I need to choose to learn to trust the Lord and make a relationship with Him a priority. Not just a priority but the number one priority. That means spending time in the Word and talking to Him. That means stilling my heart and listening and believing He is GOD and He is good ALL the time. That means praising Him even through the trails of life.
I need to choose to love Chris everyday and make it a priority to show him that love even when it becomes a completely unnatural reaction. He should come second in my life not only for the sake of our marriage but for the sake of our family. That means learning to submit to him the way God intended for a wife to submit to her husband. That means not expecting him to make me happy in our marriage but expecting God to make me holy in our marriage as I obey Him. It also means making time to read the Bible and pray together and to schedule good old-fashioned dates with him.
I need to choose to show Josh and Andy love every day. I need to choose to be Jesus to them. That means teaching them about God's love and praying with them and for them. That means demonstrating patience, kindness, gentleness and especially self-control so that as they forge their own path on the earth, they will choose to love God and always be seeking His will in their lives. That means letting them make their own mistakes and loving them through the sorrows of this world.
I need to choose to surround myself with those who intend to lift me up instead of tear me down. I need to choose to be someone who fills others lives with love and acceptance instead of passing judgements. That means letting go of one-way relationships that only drain me. That means evaluating those relationships that I may take for granted and taking the time and effort to continually show them how much I really do care without expecting anything in return.

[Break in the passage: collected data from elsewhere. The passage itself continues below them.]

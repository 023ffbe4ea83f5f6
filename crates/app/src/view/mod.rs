//! Screen runtime shared by every feature.
//!
//! A screen is a [`Feature`] (its state, actions and repositories) wrapped in
//! a [`Screen`] handle that owns the screen's [`ViewScope`]. State lives in a
//! [`StateHolder`]; primary content comes from [`Restartable`] producers;
//! one-shot navigation and toasts travel as [`UiEvent`]s.

mod event;
mod restartable;
mod route;
mod scope;
mod screen;
mod state_holder;

pub use event::{toast_for, ToastMessage, UiEvent};
pub use restartable::Restartable;
pub use route::{ParticipantSource, Route};
pub use scope::ViewScope;
pub use screen::{Feature, Screen};
pub use state_holder::StateHolder;
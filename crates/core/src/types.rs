/// Server-assigned identifiers are opaque strings.
pub type EntityId = String;

/// All timestamps are UTC.
pub type Timestamp = chrono::DateTime<chrono::Utc>;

I need to choose to put myself on my priority list and start really taking care of myself on the outside as well as the inside. That means regularly exercising, eating healthy, and getting enough rest. That means enjoying bubble baths and pedicures and a really nice haircut. That means accepting myself as I was made in the image of God.
It comes down to this: I must choose to love. Love God, others, and myself.
This is my resolution for this new year and all the years to come.
This post has taken me days to put into words but these words seem to inadequately describe what is in my heart. This is truly just a beginning of surrendering my will to God as He fills me like no earthly being can.
Lord, please grant me strength and diligence as I surrender my will for Yours and choose to love. Let those who I see everyday witness the glow of Your love in me. Please put in my heart the desire to demonstrate grace as You would. Give me a JOY that knows no bounds and a peace that passes all understanding. Thank You for all You've done in me and for me. Thank You for all You plan to do in my life as I follow You. This I pray in the name of Jesus!